(Stored data entries)
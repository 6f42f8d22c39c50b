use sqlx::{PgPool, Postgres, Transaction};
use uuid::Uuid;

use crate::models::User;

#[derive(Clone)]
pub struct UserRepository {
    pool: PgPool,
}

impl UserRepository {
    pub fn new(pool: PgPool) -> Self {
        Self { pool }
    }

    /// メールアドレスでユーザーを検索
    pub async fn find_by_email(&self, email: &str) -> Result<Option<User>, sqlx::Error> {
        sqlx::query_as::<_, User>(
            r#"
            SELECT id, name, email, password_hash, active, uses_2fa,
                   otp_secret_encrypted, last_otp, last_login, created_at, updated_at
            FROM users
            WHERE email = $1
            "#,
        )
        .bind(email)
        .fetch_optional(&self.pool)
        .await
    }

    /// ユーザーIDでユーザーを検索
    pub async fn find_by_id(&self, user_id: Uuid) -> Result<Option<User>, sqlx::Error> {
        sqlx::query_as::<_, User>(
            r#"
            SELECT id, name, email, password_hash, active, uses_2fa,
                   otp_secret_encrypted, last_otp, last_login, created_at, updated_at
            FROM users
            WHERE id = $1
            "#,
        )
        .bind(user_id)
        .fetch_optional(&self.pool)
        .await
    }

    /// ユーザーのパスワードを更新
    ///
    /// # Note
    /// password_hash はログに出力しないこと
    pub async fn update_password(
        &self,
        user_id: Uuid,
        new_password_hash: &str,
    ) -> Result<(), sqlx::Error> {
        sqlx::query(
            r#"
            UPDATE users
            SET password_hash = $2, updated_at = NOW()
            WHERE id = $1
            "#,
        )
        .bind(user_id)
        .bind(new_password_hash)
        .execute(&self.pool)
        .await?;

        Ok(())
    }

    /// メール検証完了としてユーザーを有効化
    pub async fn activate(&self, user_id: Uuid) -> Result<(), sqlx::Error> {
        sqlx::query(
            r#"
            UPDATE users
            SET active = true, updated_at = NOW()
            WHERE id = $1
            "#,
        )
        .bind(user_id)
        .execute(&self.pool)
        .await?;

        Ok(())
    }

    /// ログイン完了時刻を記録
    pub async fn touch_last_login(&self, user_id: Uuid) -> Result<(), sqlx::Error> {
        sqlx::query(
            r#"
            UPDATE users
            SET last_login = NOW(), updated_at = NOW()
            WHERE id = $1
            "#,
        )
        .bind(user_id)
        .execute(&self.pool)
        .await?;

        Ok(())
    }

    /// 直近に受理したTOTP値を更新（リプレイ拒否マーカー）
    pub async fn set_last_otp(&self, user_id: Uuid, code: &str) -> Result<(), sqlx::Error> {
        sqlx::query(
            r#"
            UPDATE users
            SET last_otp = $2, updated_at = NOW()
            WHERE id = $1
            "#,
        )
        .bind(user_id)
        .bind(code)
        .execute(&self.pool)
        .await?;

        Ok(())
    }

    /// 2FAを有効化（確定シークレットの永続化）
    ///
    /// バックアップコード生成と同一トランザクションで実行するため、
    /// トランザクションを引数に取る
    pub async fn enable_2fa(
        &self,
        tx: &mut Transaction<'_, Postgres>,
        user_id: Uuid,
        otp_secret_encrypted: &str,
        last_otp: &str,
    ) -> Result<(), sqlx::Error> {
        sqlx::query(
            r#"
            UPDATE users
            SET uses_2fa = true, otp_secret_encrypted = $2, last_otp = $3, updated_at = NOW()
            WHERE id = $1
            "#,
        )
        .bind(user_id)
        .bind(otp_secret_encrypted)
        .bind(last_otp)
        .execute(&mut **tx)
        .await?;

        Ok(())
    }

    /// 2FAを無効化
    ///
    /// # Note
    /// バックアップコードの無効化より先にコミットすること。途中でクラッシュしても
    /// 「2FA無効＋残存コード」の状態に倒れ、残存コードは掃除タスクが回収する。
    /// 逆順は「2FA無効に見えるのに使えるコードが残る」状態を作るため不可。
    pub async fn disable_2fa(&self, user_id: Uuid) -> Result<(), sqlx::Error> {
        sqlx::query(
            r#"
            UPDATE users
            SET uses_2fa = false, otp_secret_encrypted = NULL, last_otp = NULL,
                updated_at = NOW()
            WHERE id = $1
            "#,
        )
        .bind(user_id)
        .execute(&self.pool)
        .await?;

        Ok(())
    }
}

- Task description
Above are the records; report each line in them that includes the word "UserRepository".

- Completed exercise
pub struct UserRepository {
impl UserRepository {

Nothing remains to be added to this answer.